Correa, for example, knew that he needed to switch spots with Altuve, who under normal circumstances would be the cut-off man. Correa’s arm is far superior to Altuve’s, and any chance to keep Gardner from tripling depended on it. As the ball left Reddick’s hand, Correa squared his body to the throw, in case he needed to shift laterally. He barely moved until the ball was feet from him, at which point he pivoted 90 degrees to catch it on his side and position himself for the throw to third. He heard: “Three! Three! Three!” That told him there might be a play.
Gardner was burning, going from home to third in just over 11 seconds, among the fastest times for the Yankees this year. Correa’s throw stalked him like a predator does its meal for the day. Third baseman Alex Bregman straddled the bag, knowing it would be close.
“When you have arms like Reddick and Correa do, you always have a shot,” Bregman said. “So I was expecting it. Once I saw Reddick get a clean transfer off the wall, I tried to not really move that much.”
The one-hop throw came to Bregman’s backhand side. He picked it cleanly and instead of reaching for Gardner, made the proper fundamental play: sweep toward the bag. The tag brushed up against Gardner’s left arm. As the dust from his head-first slide settle, umpire Jerry Meals extended both arms sideways. Gardner was safe.
Bregman knew otherwise. He pointed toward the dugout to tell Hinch to challenge the call. The replay umpire in New York reviewed it and took barely a minute to overturn the call. Gardner was out. And one batter after Reddick had made a fantastic catch against the right-field wall, he played the first link in a series of events that demanded perfection.
“If anyone in the chain misses and doesn’t do his part, the whole relay breaks down,” Hinch said. “You can’t do it without them working in tandem. It starts with the outfielder fielding the ball cleanly. If Carlos isn’t in position, then it’s dead.
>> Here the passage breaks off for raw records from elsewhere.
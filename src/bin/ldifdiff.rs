// src/bin/ldifdiff.rs

//! Driver program _ldifdiff_: compare two LDIF files and emit a change
//! script.
//!
//! Entries only in FILE1 become delete blocks (longest DN first), entries
//! only in FILE2 become add blocks (shortest DN first), and entries in both
//! whose decoded forms differ become per-attribute modify blocks, printed
//! last. Base64-encoded attribute values are decoded for comparison only.
//!
//! Ported from `ldif-diff` implemented in Perl.

#![allow(non_camel_case_types)]

use std::io::BufReader;
use std::process::ExitCode;

use ::anyhow::{Context, Result};
use ::clap::Parser;
use ::ss2jlib::common::{File, FPath, EXIT_ERR};
use ::ss2jlib::data::ldif::ldif_diff;
use ::ss2jlib::debug::printers::e_err;
use ::ss2jlib::readers::ldifreader::{AttrFilter, LdifReader};

// ━━━━━━━━━━━━━━━━━━━━━━━━━━━━━━━━━━━━━━━━━━━━━━━━━━━━━━━━━━━━━━━━━━━━━━━━━━━━━━━━━━━━━━━━━━━━━━━━━

#[derive(Parser, Debug)]
#[clap(
    about = "Compare two LDIF files and emit a change script",
    name = "ldifdiff",
    version,
)]
struct CLI_Args {
    /// LDIF file 1 (the "old" side)
    #[clap(value_name = "FILE1")]
    file1: FPath,

    /// LDIF file 2 (the "new" side)
    #[clap(value_name = "FILE2")]
    file2: FPath,

    /// Attribute name(s) to compare; with any given, only these attributes
    /// are compared
    #[clap(value_name = "ATTRIBUTE")]
    target_attrs: Vec<String>,

    /// Comma-separated attribute name(s) to include despite the default
    /// operational-attribute exclusions
    #[clap(short = 'i', long, value_name = "NAME")]
    include_attrs: Option<String>,

    /// Comma-separated attribute name(s) to exclude from comparison
    #[clap(short = 'e', long, value_name = "NAME")]
    exclude_attrs: Option<String>,
}

fn run(cli_args: &CLI_Args) -> Result<()> {
    let mut filter: AttrFilter = AttrFilter::new();
    filter.target = cli_args.target_attrs.clone();
    if let Some(include_attrs) = &cli_args.include_attrs {
        filter
            .include
            .extend(include_attrs.split(',').map(String::from));
    }
    if let Some(exclude_attrs) = &cli_args.exclude_attrs {
        filter
            .exclude
            .extend(exclude_attrs.split(',').map(String::from));
    }

    let file1: File = File::open(&cli_args.file1)
        .with_context(|| format!("unable to open {:?}", cli_args.file1))?;
    let file2: File = File::open(&cli_args.file2)
        .with_context(|| format!("unable to open {:?}", cli_args.file2))?;
    let old_reader = LdifReader::new(BufReader::new(file1), filter.clone());
    let new_reader = LdifReader::new(BufReader::new(file2), filter);

    let stdout = std::io::stdout();
    ldif_diff(old_reader, new_reader, &mut stdout.lock())?;

    Ok(())
}

pub fn main() -> ExitCode {
    let cli_args: CLI_Args = CLI_Args::parse();
    match run(&cli_args) {
        Ok(()) => ExitCode::SUCCESS,
        Err(err) => {
            e_err!("{:#}", err);
            ExitCode::from(EXIT_ERR as u8)
        }
    }
}
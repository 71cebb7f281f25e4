// src/lib.rs

pub mod common;
pub mod data;
pub mod debug;
pub mod printer;
pub mod readers;
#[cfg(test)]
pub mod tests;
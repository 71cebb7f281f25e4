// src/tests/mod.rs

//! Tests for _ss2jlib_.
//!
//! Tests are placed at `src/tests/`, inside the `ss2jlib`. Tests placed at
//! top-level path `tests/` do not have crate-internal visibility, which
//! these tests need.

pub mod common;
pub mod codes_tests;
pub mod conn_tests;
pub mod datetime_tests;
pub mod statslinereader_tests;
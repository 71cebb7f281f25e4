// src/debug/mod.rs

//! Macros and helpers for printing diagnostics.

pub mod printers;
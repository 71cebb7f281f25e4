// src/tests/statslinereader_tests.rs

//! Tests for [`crate::readers::statslinereader`].

use crate::data::datetime::RawTimestamp;
use crate::readers::statslinereader::{
    parse_stats_line,
    LineClass,
    StatsLine,
    StatsLineReader,
};

use std::io::Cursor;

use ::test_case::test_case;

// ━━━━━━━━━━━━━━━━━━━━━━━━━━━━━━━━━━━━━━━━━━━━━━━━━━━━━━━━━━━━━━━━━━━━━━━━━━━━━━━━━━━━━━━━━━━━━━━━━

#[test]
fn test_parse_legacy_fd_line() {
    let line: &str =
        "Jan  1 00:00:01 host slapd[123]: conn=1 fd=3 ACCEPT from IP=10.0.0.1:1 (IP=0.0.0.0:389)";
    let sl: StatsLine = parse_stats_line(line, 1).unwrap();
    assert_eq!(sl.line_n, 1);
    assert_eq!(sl.raw, line);
    assert_eq!(sl.dt_raw, RawTimestamp::Legacy(String::from("Jan  1 00:00:01")));
    assert_eq!(sl.conn, 1);
    assert_eq!(sl.what, LineClass::Fd);
    assert_eq!(sl.id, 3);
    assert_eq!(sl.chunk, "ACCEPT from IP=10.0.0.1:1 (IP=0.0.0.0:389)");
}

#[test]
fn test_parse_legacy_two_digit_day() {
    let line: &str = "Dec 25 13:45:00 host slapd[123]: conn=42 op=7 UNBIND";
    let sl: StatsLine = parse_stats_line(line, 9).unwrap();
    assert_eq!(sl.dt_raw, RawTimestamp::Legacy(String::from("Dec 25 13:45:00")));
    assert_eq!(sl.conn, 42);
    assert_eq!(sl.what, LineClass::Op);
    assert_eq!(sl.id, 7);
    assert_eq!(sl.chunk, "UNBIND");
}

#[test]
fn test_parse_iso_op_line() {
    let line: &str = "2023-06-05T08:30:00.123456+09:00 ldap1 slapd[99]: conn=1000 op=2 SRCH base=\"dc=example,dc=com\" scope=2 deref=0 filter=\"(objectClass=*)\"";
    let sl: StatsLine = parse_stats_line(line, 1).unwrap();
    assert_eq!(
        sl.dt_raw,
        RawTimestamp::Iso(String::from("2023-06-05T08:30:00.123456+09:00"))
    );
    assert_eq!(sl.conn, 1000);
    assert_eq!(sl.what, LineClass::Op);
    assert_eq!(sl.id, 2);
    assert!(sl.chunk.starts_with("SRCH base="));
}

#[test_case(""; "empty")]
#[test_case("slapd starting"; "startup banner")]
#[test_case("Jan  1 00:00:01 host slapd[1]: bdb_monitor_db_open: monitoring disabled"; "no conn")]
#[test_case("Jan  1 00:00:01 host slapd[1]: conn=1 ACCEPT from IP=10.0.0.1:1"; "no fd or op")]
#[test_case("Jan  1 00:00:01 host slapd[1]: conn=1 fd=3"; "no chunk")]
#[test_case("2023-06-05 08:30:00 host slapd[1]: conn=1 op=0 UNBIND"; "timestamp missing T")]
#[test_case("conn=1 op=0 UNBIND"; "no timestamp")]
fn test_parse_non_matching(line: &str) {
    assert!(parse_stats_line(line, 1).is_none(), "unexpectedly matched {:?}", line);
}

// ─────────────────────────────────────────────────────────────────────────
// StatsLineReader
// ─────────────────────────────────────────────────────────────────────────

#[test]
fn test_reader_skips_noise() {
    let input: String = [
        "slapd starting",
        "Jan  1 00:00:01 host slapd[1]: conn=1 fd=3 ACCEPT from IP=10.0.0.1:1 (IP=0.0.0.0:389)",
        "some unrelated noise",
        "Jan  1 00:00:02 host slapd[1]: conn=1 op=0 UNBIND",
        "",
    ]
    .join("\n");
    let mut reader = StatsLineReader::new(Cursor::new(input));
    let sl: StatsLine = reader.find_line().unwrap().unwrap();
    assert_eq!(sl.line_n, 2);
    assert_eq!(sl.what, LineClass::Fd);
    let sl: StatsLine = reader.find_line().unwrap().unwrap();
    assert_eq!(sl.line_n, 4);
    assert_eq!(sl.what, LineClass::Op);
    assert!(reader.find_line().unwrap().is_none());
    assert_eq!(reader.count_lines, 4);
    assert_eq!(reader.count_matched, 2);
}

#[test]
fn test_reader_handles_crlf() {
    let input: &str =
        "Jan  1 00:00:01 host slapd[1]: conn=1 op=0 UNBIND\r\n";
    let mut reader = StatsLineReader::new(Cursor::new(input));
    let sl: StatsLine = reader.find_line().unwrap().unwrap();
    assert_eq!(sl.chunk, "UNBIND");
}

#[test]
fn test_reader_new_at_continues_numbering() {
    let input: &str = "Jan  1 00:00:01 host slapd[1]: conn=1 op=0 UNBIND\n";
    let mut reader = StatsLineReader::new_at(Cursor::new(input), 10);
    let sl: StatsLine = reader.find_line().unwrap().unwrap();
    assert_eq!(sl.line_n, 11);
    assert_eq!(reader.line_n(), 11);
}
If Bregman doesn’t hold his ground and manipulate runner, base, where the throw is, the play is dead.”
One day after left fielder Marwin Gonzalez saved a run by throwing out Greg Bird at the plate on a 97-mph seed, the Astros had one-upped themselves. The cleanliness with which Verlander played – 124 pitches, 93 strikes, a fastball that sat at 97 mph in the ninth inning, a slider that bit like a piranha – kept the game tight even as the Yankees bullpen excelled as it has all postseason. The cleanliness with which they play offense has been evident from their lack of strikeouts – nine, compared to the Yankees’ 27 in the first two games – and manifested itself in the ninth, when with one out Correa told Altuve: “We’ve got to make this happen.”
They didn’t want to let Verlander’s start, one of the finest of his fine career, go to waste. They certainly didn’t want to fritter away the capital they’d built up with gloves worthy of every precious metal available. They wanted to make New York be as good as them. And though five games remain for the Yankees to demonstrate otherwise, on Saturday they weren’t.